• [Required action] Below are records; report how many of their lines contain the word "usize", giving only the number.

• [Source information]
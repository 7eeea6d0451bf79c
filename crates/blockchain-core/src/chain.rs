use std::{fmt, iter, slice};

use tracing::{debug, info, warn};

use crate::error::{Account, AppendError, ChainError, MineError};
use crate::mine::Miner;
use crate::pow::Difficulty;
use crate::{Block, Hash};

/// Running balances while walking the chain. The genesis amount belongs to
/// Alice; every later amount moves from Alice to Bob.
#[derive(Clone, Copy, Debug, Default, PartialEq, Eq)]
struct Ledger {
    alice: i64,
    bob: i64,
}

impl Ledger {
    fn apply(&mut self, position: usize, amount: i32) -> Result<(), ChainError> {
        let amount = i64::from(amount);
        self.alice += amount;
        if position > 0 {
            self.bob -= amount;
        }
        if self.alice < 0 {
            return Err(ChainError::NegativeBalance {
                index: position,
                account: Account::Alice,
                balance: self.alice,
            });
        }
        if self.bob < 0 {
            return Err(ChainError::NegativeBalance {
                index: position,
                account: Account::Bob,
                balance: self.bob,
            });
        }
        Ok(())
    }
}

/// Walk `blocks` once, stopping at the first violation.
fn verify_blocks<'a>(
    blocks: impl IntoIterator<Item = &'a Block>,
    difficulty: Difficulty,
) -> Result<(), ChainError> {
    let mut ledger = Ledger::default();
    let mut prev: Option<&Block> = None;

    for (position, block) in blocks.into_iter().enumerate() {
        let recomputed = block.recompute_hash();
        if recomputed != *block.hash() {
            return Err(ChainError::HashMismatch { index: position });
        }
        if !recomputed.meets(difficulty) {
            return Err(ChainError::InsufficientWork { index: position });
        }

        match (prev, block.prev_hash()) {
            (None, Some(_)) => return Err(ChainError::GenesisHasPrevHash),
            (None, None) if block.index() != 0 => {
                return Err(ChainError::IndexMismatch {
                    expected: 0,
                    found: block.index(),
                })
            }
            (None, None) => {}
            (Some(_), None) => return Err(ChainError::MissingPrevHash { index: position }),
            (Some(parent), Some(link)) => {
                if link != parent.hash() {
                    return Err(ChainError::BrokenLink { index: position });
                }
                if parent.index().checked_add(1) != Some(block.index()) {
                    return Err(ChainError::IndexMismatch {
                        expected: parent.index().saturating_add(1),
                        found: block.index(),
                    });
                }
            }
        }

        ledger.apply(position, block.amount())?;
        prev = Some(block);
    }

    match prev {
        Some(_) => Ok(()),
        None => Err(ChainError::Empty),
    }
}

/// An append-only sequence of blocks, genesis first. Never empty.
#[derive(Clone, Debug, PartialEq, Eq)]
pub struct Chain {
    blocks: Vec<Block>,
    difficulty: Difficulty,
}

impl Chain {
    /// Mine a genesis block holding `initial` at the standard difficulty.
    pub fn new(initial: i32) -> Self {
        Self::with_difficulty(initial, Difficulty::STANDARD)
    }

    pub fn with_difficulty(initial: i32, difficulty: Difficulty) -> Self {
        let genesis = Block::mine_with_difficulty(0, initial, None, difficulty);
        info!(
            "Mined genesis block with nonce {} and hash {}",
            genesis.nonce(),
            genesis.hash()
        );
        Self {
            blocks: vec![genesis],
            difficulty,
        }
    }

    /// Mine the genesis block through `miner`, honoring its strategy, attempt
    /// budget and cancel flag.
    pub fn with_miner(
        initial: i32,
        difficulty: Difficulty,
        miner: &Miner,
    ) -> Result<Self, MineError> {
        let genesis = miner.mine(0, initial, None, difficulty)?;
        Ok(Self {
            blocks: vec![genesis],
            difficulty,
        })
    }

    /// Rebuild a chain from existing blocks without checking them; run
    /// [`Chain::verify`] to find out whether they hold together.
    pub fn from_blocks(blocks: Vec<Block>, difficulty: Difficulty) -> Result<Self, ChainError> {
        if blocks.is_empty() {
            return Err(ChainError::Empty);
        }
        Ok(Self { blocks, difficulty })
    }

    pub fn difficulty(&self) -> Difficulty {
        self.difficulty
    }

    pub fn len(&self) -> usize {
        self.blocks.len()
    }

    /// Always false: the genesis block cannot be removed.
    pub fn is_empty(&self) -> bool {
        self.blocks.is_empty()
    }

    pub fn genesis(&self) -> &Block {
        &self.blocks[0]
    }

    pub fn last(&self) -> &Block {
        &self.blocks[self.blocks.len() - 1]
    }

    pub fn blocks(&self) -> &[Block] {
        &self.blocks
    }

    pub fn iter(&self) -> slice::Iter<'_, Block> {
        self.blocks.iter()
    }

    pub fn tip_hash(&self) -> &Hash {
        self.last().hash()
    }

    /// Block number the next appended block must carry. Saturates at
    /// `u32::MAX`; a block carrying that number again is refused by `append`.
    pub fn next_index(&self) -> u32 {
        self.last().index().saturating_add(1)
    }

    /// Mine a candidate successor to the current tail. Does not touch the
    /// chain; hand the result to [`Chain::append`].
    pub fn mine(&self, amount: i32) -> Block {
        Block::mine_with_difficulty(
            self.next_index(),
            amount,
            Some(*self.tip_hash()),
            self.difficulty,
        )
    }

    /// Like [`Chain::mine`] but through a configured [`Miner`], which may run
    /// in parallel, give up, or be cancelled.
    pub fn mine_with(&self, miner: &Miner, amount: i32) -> Result<Block, MineError> {
        miner.mine(
            self.next_index(),
            amount,
            Some(*self.tip_hash()),
            self.difficulty,
        )
    }

    /// Append `block` if the chain with it as the new tail is valid. On
    /// failure the chain is left untouched.
    pub fn append(&mut self, block: Block) -> Result<(), AppendError> {
        let staged = self.blocks.iter().chain(iter::once(&block));
        if let Err(err) = verify_blocks(staged, self.difficulty) {
            warn!(index = block.index(), "rejected block: {err}");
            return Err(AppendError::InvalidChain(err));
        }
        debug!(
            index = block.index(),
            amount = block.amount(),
            nonce = block.nonce(),
            "appended block"
        );
        self.blocks.push(block);
        Ok(())
    }

    /// Drop the tail block. Returns false when only the genesis block is left.
    pub fn remove_last(&mut self) -> bool {
        if self.blocks.len() <= 1 {
            return false;
        }
        if let Some(removed) = self.blocks.pop() {
            debug!(index = removed.index(), "removed block");
        }
        true
    }

    /// Check linkage, proof-of-work and balances; the error names the first
    /// problem found.
    pub fn verify(&self) -> Result<(), ChainError> {
        verify_blocks(&self.blocks, self.difficulty)
    }

    pub fn validate(&self) -> bool {
        match self.verify() {
            Ok(()) => true,
            Err(err) => {
                debug!("chain failed validation: {err}");
                false
            }
        }
    }

    /// (Alice, Bob) totals, whether or not the chain is valid.
    pub fn balances(&self) -> (i64, i64) {
        let alice = self.blocks.iter().map(|b| i64::from(b.amount())).sum();
        let bob = -self
            .blocks
            .iter()
            .skip(1)
            .map(|b| i64::from(b.amount()))
            .sum::<i64>();
        (alice, bob)
    }

    pub fn balance_of(&self, account: Account) -> i64 {
        let (alice, bob) = self.balances();
        match account {
            Account::Alice => alice,
            Account::Bob => bob,
        }
    }

    pub fn to_display_string(&self) -> String {
        self.to_string()
    }
}

impl fmt::Display for Chain {
    fn fmt(&self, f: &mut fmt::Formatter<'_>) -> fmt::Result {
        for block in &self.blocks {
            writeln!(f, "{block}")?;
        }
        Ok(())
    }
}

impl<'a> IntoIterator for &'a Chain {
    type Item = &'a Block;
    type IntoIter = slice::Iter<'a, Block>;

    fn into_iter(self) -> Self::IntoIter {
        self.blocks.iter()
    }
}
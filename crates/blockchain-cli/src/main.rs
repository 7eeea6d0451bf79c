use anyhow::Result;
use blockchain_core::{Chain, Difficulty, Miner, Strategy};
use clap::Parser;
use std::io;
use tracing::info;
use tracing_subscriber::{fmt, EnvFilter};

mod shell;

use shell::Shell;

#[derive(Parser, Debug)]
#[command(name = "blockchain-cli")]
#[command(about = "Interactive shell over a proof-of-work blockchain shared by Alice and Bob")]
struct Args {
    /// Amount Alice holds in the genesis block
    #[arg(allow_negative_numbers = true)]
    initial: i32,

    /// Search nonces on every core instead of one
    #[arg(long)]
    parallel: bool,

    /// Give up mining a block after this many nonces
    #[arg(long)]
    max_attempts: Option<u64>,

    /// Leading zero bytes a block hash needs; 3 is the real target, lower
    /// values make a quick demo chain
    #[arg(long, default_value_t = 3, value_parser = clap::value_parser!(u8).range(1..=32))]
    zero_bytes: u8,
}

fn main() -> Result<()> {
    // Logs go to stderr so stdout stays the shell transcript.
    fmt()
        .with_env_filter(EnvFilter::from_default_env())
        .with_writer(io::stderr)
        .init();

    let args = Args::parse();
    let strategy = if args.parallel {
        Strategy::Parallel
    } else {
        Strategy::Sequential
    };
    let mut miner = Miner::new(strategy);
    if let Some(max_attempts) = args.max_attempts {
        miner = miner.with_max_attempts(max_attempts);
    }

    let difficulty = Difficulty(args.zero_bytes);
    info!(initial = args.initial, %difficulty, ?strategy, "creating chain");
    let chain = Chain::with_miner(args.initial, difficulty, &miner)?;

    let mut shell = Shell::new(chain, miner, io::stdin().lock(), io::stdout().lock());
    shell.run()
}
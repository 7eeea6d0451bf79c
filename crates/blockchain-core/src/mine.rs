use crate::{
    digest_with_nonce,
    pow::{self, meets_difficulty, Difficulty},
    Block, BlockHeader, Hash, MineError,
};
use rayon::prelude::*;
use std::sync::{
    atomic::{AtomicBool, Ordering},
    Arc,
};
use tracing::{info, warn};

#[derive(Clone, Copy, Debug, Default, PartialEq, Eq)]
pub enum Strategy {
    #[default]
    Sequential,
    Parallel,
}

/// Shared flag that stops a running search from another thread.
#[derive(Clone, Debug, Default)]
pub struct CancelHandle(Arc<AtomicBool>);

impl CancelHandle {
    pub fn cancel(&self) {
        self.0.store(true, Ordering::Relaxed);
    }

    pub fn is_cancelled(&self) -> bool {
        self.0.load(Ordering::Relaxed)
    }
}

/// Mining configuration: search strategy, an optional attempt budget, and a
/// cancel flag shared with every [`CancelHandle`] handed out.
#[derive(Clone, Debug, Default)]
pub struct Miner {
    strategy: Strategy,
    max_attempts: Option<u64>,
    cancel: CancelHandle,
}

impl Miner {
    pub fn new(strategy: Strategy) -> Self {
        Self {
            strategy,
            ..Self::default()
        }
    }

    pub fn sequential() -> Self {
        Self::new(Strategy::Sequential)
    }

    pub fn parallel() -> Self {
        Self::new(Strategy::Parallel)
    }

    pub fn with_max_attempts(mut self, max_attempts: u64) -> Self {
        self.max_attempts = Some(max_attempts);
        self
    }

    pub fn strategy(&self) -> Strategy {
        self.strategy
    }

    pub fn max_attempts(&self) -> Option<u64> {
        self.max_attempts
    }

    pub fn cancel_handle(&self) -> CancelHandle {
        self.cancel.clone()
    }

    /// Clear a previous cancellation so the miner can be used again.
    pub fn reset(&self) {
        self.cancel.0.store(false, Ordering::Relaxed);
    }

    pub fn mine(
        &self,
        index: u32,
        amount: i32,
        prev_hash: Option<Hash>,
        difficulty: Difficulty,
    ) -> Result<Block, MineError> {
        let header = BlockHeader::new(index, amount, prev_hash);
        let result = match self.strategy {
            Strategy::Sequential => pow::search(header, difficulty, self.max_attempts, &self.cancel.0),
            Strategy::Parallel => {
                mine_block_parallel(header, difficulty, self.max_attempts, &self.cancel.0)
            }
        };
        match &result {
            Ok(block) => info!(
                "Mined block {} with nonce {} and hash {}",
                index,
                block.nonce(),
                block.hash()
            ),
            Err(err) => warn!(index, strategy = ?self.strategy, "mining stopped: {err}"),
        }
        result
    }
}

/// Searches nonces in parallel until a hash meets `difficulty`.
/// The first worker to succeed stops the rest, so the nonce is valid but not
/// necessarily the smallest one.
pub fn mine_block_parallel(
    header: BlockHeader,
    difficulty: Difficulty,
    max_attempts: Option<u64>,
    cancel: &AtomicBool,
) -> Result<Block, MineError> {
    let prefix = header.prefix_hasher();
    let limit = max_attempts.unwrap_or(u64::MAX);

    // Rayon splits the range across its pool.
    let found = (0u64..limit).into_par_iter().find_map_any(|nonce| {
        if cancel.load(Ordering::Relaxed) {
            return Some(Err(MineError::Cancelled));
        }
        let hash = digest_with_nonce(&prefix, nonce);
        meets_difficulty(&hash, difficulty).then_some(Ok((nonce, hash)))
    });

    match found {
        Some(Ok((nonce, hash))) => Ok(Block {
            header: header.with_nonce(nonce),
            hash,
        }),
        Some(Err(err)) => Err(err),
        None => Err(MineError::Exhausted { attempts: limit }),
    }
}
use sqlx::{sqlite::SqlitePoolOptions, SqlitePool};

pub async fn create_pool(database_url: &str) -> Result<SqlitePool, sqlx::Error> {
    // Ensure the data directory exists for file-backed databases
    if let Some(path) = database_url.strip_prefix("sqlite://") {
        let path = path.split('?').next().unwrap_or(path);
        if let Some(parent) = std::path::Path::new(path).parent() {
            std::fs::create_dir_all(parent).ok();
        }
    }

    let pool = SqlitePoolOptions::new()
        .max_connections(5)
        .connect(database_url)
        .await?;

    Ok(pool)
}
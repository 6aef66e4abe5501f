//! Structural diff between two snapshot payloads.
//!
//! Drift detection itself compares fingerprints; this module only exists so
//! an operator reviewing a drifted service can see what actually changed
//! before approving or deleting it.

use serde::Serialize;
use serde_json::Value;

#[derive(Debug, Clone, Copy, PartialEq, Eq, Serialize)]
#[serde(rename_all = "snake_case")]
pub enum ChangeKind {
    Added,
    Removed,
    Changed,
}

/// One divergence between the old and new payload, addressed by a
/// dotted/indexed path such as `tools[2].inputSchema.type`.
#[derive(Debug, Clone, Serialize)]
pub struct Change {
    pub path: String,
    pub kind: ChangeKind,
    #[serde(skip_serializing_if = "Option::is_none")]
    pub old: Option<Value>,
    #[serde(skip_serializing_if = "Option::is_none")]
    pub new: Option<Value>,
}

/// Computes the structural diff between two JSON documents.
pub fn diff(old: &Value, new: &Value) -> Vec<Change> {
    let mut changes = Vec::new();
    walk(old, new, String::new(), &mut changes);
    changes
}

fn walk(old: &Value, new: &Value, path: String, changes: &mut Vec<Change>) {
    match (old, new) {
        (Value::Object(old_map), Value::Object(new_map)) => {
            for (key, old_value) in old_map {
                let child = join(&path, key);
                match new_map.get(key) {
                    Some(new_value) => walk(old_value, new_value, child, changes),
                    None => changes.push(Change {
                        path: child,
                        kind: ChangeKind::Removed,
                        old: Some(old_value.clone()),
                        new: None,
                    }),
                }
            }
            for (key, new_value) in new_map {
                if !old_map.contains_key(key) {
                    changes.push(Change {
                        path: join(&path, key),
                        kind: ChangeKind::Added,
                        old: None,
                        new: Some(new_value.clone()),
                    });
                }
            }
        }
        (Value::Array(old_items), Value::Array(new_items)) => {
            let shared = old_items.len().min(new_items.len());
            for i in 0..shared {
                walk(&old_items[i], &new_items[i], format!("{path}[{i}]"), changes);
            }
            for (i, old_value) in old_items.iter().enumerate().skip(shared) {
                changes.push(Change {
                    path: format!("{path}[{i}]"),
                    kind: ChangeKind::Removed,
                    old: Some(old_value.clone()),
                    new: None,
                });
            }
            for (i, new_value) in new_items.iter().enumerate().skip(shared) {
                changes.push(Change {
                    path: format!("{path}[{i}]"),
                    kind: ChangeKind::Added,
                    old: None,
                    new: Some(new_value.clone()),
                });
            }
        }
        (old_value, new_value) => {
            if old_value != new_value {
                changes.push(Change {
                    path,
                    kind: ChangeKind::Changed,
                    old: Some(old_value.clone()),
                    new: Some(new_value.clone()),
                });
            }
        }
    }
}

fn join(path: &str, key: &str) -> String {
    if path.is_empty() {
        key.to_string()
    } else {
        format!("{path}.{key}")
    }
}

• [Response box] 2